(What is being asked) All lines in the records that carry the string "SheetError" are to be shown.

(Records provided)

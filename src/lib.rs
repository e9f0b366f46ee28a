//! Declarative spreadsheet document rendering.
//!
//! `sheetpress` lets a template layer build spreadsheet documents and stream
//! them in any supported format (xlsx, xls, ods, csv, pdf). A render is
//! driven through a [`DocumentWrapper`]: `start` seeds a workbook from a
//! properties bag (optionally from an existing template file resolved
//! through namespaced paths), the caller fills sheets, and `end` selects a
//! writer for the requested format and serializes the result.
//!
//! ```no_run
//! use serde_json::json;
//! use sheetpress::{Attributes, DocumentWrapper, RenderContext, TemplateLoader};
//!
//! # fn main() -> Result<(), sheetpress::SheetError> {
//! let mut wrapper = DocumentWrapper::new(
//!     RenderContext::new().with_request_format("csv"),
//!     TemplateLoader::new(),
//!     Attributes::default(),
//! );
//!
//! wrapper.start(json!({"title": "Report"}).as_object().unwrap())?;
//! if let Some(book) = wrapper.book_mut() {
//!     let sheet = book.add_sheet("Totals");
//!     sheet.set_value(0, 0, "region");
//!     sheet.set_value(0, 1, 42.0);
//! }
//!
//! let mut out = Vec::new();
//! wrapper.end(&mut out)?;
//! # Ok(())
//! # }
//! ```

pub mod context;
pub mod error;
pub mod loader;
pub mod reader;
pub mod wrapper;

pub use context::RenderContext;
pub use error::SheetError;
pub use loader::TemplateLoader;
pub use reader::load_book;
pub use wrapper::{Attributes, DocumentWrapper};

pub use sheetpress_model::{Book, Cell, CellValue, Metadata, Security, Sheet, Style};
pub use sheetpress_write::{
    for_format, write_book, BookWriter, Format, UnknownFormatError, WriteError, WriterOptions,
};
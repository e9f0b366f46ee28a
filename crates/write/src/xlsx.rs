//! XLSX output via `rust_xlsxwriter`.

use crate::{BookWriter, Format, WriteError, WriterOptions};
use rust_xlsxwriter::{DocProperties, Format as XlsxFormat, Formula, Workbook};
use sheetpress_model::{Book, CellValue, Style};
use std::io::Write;

pub struct XlsxWriter;

impl BookWriter for XlsxWriter {
    fn format(&self) -> Format {
        Format::Xlsx
    }

    fn write(
        &self,
        book: &Book,
        options: &WriterOptions,
        out: &mut dyn Write,
    ) -> Result<(), WriteError> {
        let mut workbook = Workbook::new();
        workbook.set_properties(&doc_properties(book));

        let default_format = cell_format(book.default_style());

        for sheet in book.sheets() {
            let worksheet = workbook.add_worksheet();
            worksheet.set_name(sheet.name())?;

            // Workbook-level protection maps onto per-sheet protection here;
            // rust_xlsxwriter exposes no workbook.xml protection element.
            if book.security().any_protection() {
                match book.security().workbook_password.as_deref() {
                    Some(password) => worksheet.protect_with_password(password),
                    None => worksheet.protect(),
                };
            }

            for (row, col, cell) in sheet.cells() {
                let col = u16::try_from(col).map_err(|_| {
                    WriteError::Xlsx(format!("column {col} out of XLSX range"))
                })?;

                match (&cell.value, &default_format) {
                    (CellValue::Empty, _) => {}
                    (CellValue::Text(s), None) => {
                        worksheet.write_string(row, col, s)?;
                    }
                    (CellValue::Text(s), Some(f)) => {
                        worksheet.write_string_with_format(row, col, s, f)?;
                    }
                    (CellValue::Number(n), None) => {
                        worksheet.write_number(row, col, *n)?;
                    }
                    (CellValue::Number(n), Some(f)) => {
                        worksheet.write_number_with_format(row, col, *n, f)?;
                    }
                    (CellValue::Bool(b), None) => {
                        worksheet.write_boolean(row, col, *b)?;
                    }
                    (CellValue::Bool(b), Some(f)) => {
                        worksheet.write_boolean_with_format(row, col, *b, f)?;
                    }
                    (CellValue::Formula { expr, cached }, default) => {
                        let mut formula = Formula::new(expr.as_str());
                        if options.pre_calculate_formulas
                            && let Some(v) = cached
                        {
                            formula = formula.set_result(v.to_string());
                        }
                        match default {
                            Some(f) => {
                                worksheet.write_formula_with_format(row, col, formula, f)?
                            }
                            None => worksheet.write_formula(row, col, formula)?,
                        };
                    }
                }
            }
        }

        let buffer = workbook.save_to_buffer()?;
        out.write_all(&buffer)?;
        Ok(())
    }
}

fn doc_properties(book: &Book) -> DocProperties {
    let meta = book.metadata();
    let mut properties = DocProperties::new();

    if let Some(creator) = &meta.creator {
        properties = properties.set_author(creator);
    }
    if let Some(title) = &meta.title {
        properties = properties.set_title(title);
    }
    if let Some(subject) = &meta.subject {
        properties = properties.set_subject(subject);
    }
    if let Some(description) = &meta.description {
        properties = properties.set_comment(description);
    }
    if let Some(keywords) = &meta.keywords {
        properties = properties.set_keywords(keywords);
    }
    if let Some(category) = &meta.category {
        properties = properties.set_category(category);
    }
    if let Some(company) = &meta.company {
        properties = properties.set_company(company);
    }
    if let Some(manager) = &meta.manager {
        properties = properties.set_manager(manager);
    }

    properties
}

fn cell_format(style: &Style) -> Option<XlsxFormat> {
    if style.is_default() {
        return None;
    }

    let mut format = XlsxFormat::new();
    if let Some(name) = &style.font_name {
        format = format.set_font_name(name);
    }
    if let Some(size) = style.font_size {
        format = format.set_font_size(size);
    }
    if style.bold {
        format = format.set_bold();
    }
    if style.italic {
        format = format.set_italic();
    }
    Some(format)
}

#[cfg(test)]
mod tests {
    use super::*;
    use calamine::{Data, Reader, Xlsx};
    use std::io::Cursor;

    fn write_to_bytes(book: &Book) -> Vec<u8> {
        let mut out = Vec::new();
        XlsxWriter
            .write(book, &WriterOptions::default(), &mut out)
            .unwrap();
        out
    }

    #[test]
    fn test_xlsx_round_trips_through_calamine() {
        let mut book = Book::new();
        let sheet = book.add_sheet("Report");
        sheet.set_value(0, 0, "total");
        sheet.set_value(0, 1, 99.5);
        sheet.set_value(1, 1, true);

        let bytes = write_to_bytes(&book);
        let mut workbook: Xlsx<_> = calamine::open_workbook_from_rs(Cursor::new(bytes)).unwrap();
        assert_eq!(workbook.sheet_names(), vec!["Report".to_string()]);

        let range = workbook.worksheet_range("Report").unwrap();
        assert_eq!(range.get_value((0, 0)), Some(&Data::String("total".into())));
        assert_eq!(range.get_value((0, 1)), Some(&Data::Float(99.5)));
        assert_eq!(range.get_value((1, 1)), Some(&Data::Bool(true)));
    }

    #[test]
    fn test_xlsx_multiple_sheets() {
        let mut book = Book::new();
        book.add_sheet("One").set_value(0, 0, 1.0);
        book.add_sheet("Two").set_value(0, 0, 2.0);

        let bytes = write_to_bytes(&book);
        let mut workbook: Xlsx<_> = calamine::open_workbook_from_rs(Cursor::new(bytes)).unwrap();
        assert_eq!(
            workbook.sheet_names(),
            vec!["One".to_string(), "Two".to_string()]
        );
    }

    #[test]
    fn test_xlsx_formula_with_cached_result() {
        let mut book = Book::new();
        let sheet = book.add_sheet("Calc");
        sheet.set_value(0, 0, 1.0);
        sheet.set_value(1, 0, 2.0);
        sheet.set_cell(
            2,
            0,
            CellValue::Formula {
                expr: "=SUM(A1:A2)".to_string(),
                cached: Some(3.0),
            }
            .into(),
        );

        let bytes = write_to_bytes(&book);
        let mut workbook: Xlsx<_> = calamine::open_workbook_from_rs(Cursor::new(bytes)).unwrap();
        let formulas = workbook.worksheet_formula("Calc").unwrap();
        assert_eq!(formulas.get_value((2, 0)), Some(&"SUM(A1:A2)".to_string()));
    }

    #[test]
    fn test_xlsx_empty_book_still_serializes() {
        // rust_xlsxwriter adds a blank sheet to workbooks with none, so the
        // output is a valid file either way.
        let book = Book::new();
        let bytes = write_to_bytes(&book);
        assert!(!bytes.is_empty());
        // XLSX is a ZIP container; check the local-file-header signature.
        assert_eq!(&bytes[0..2], b"PK");
    }
}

(Answer section)
//! # fn main() -> Result<(), sheetpress::SheetError> {
pub use error::SheetError;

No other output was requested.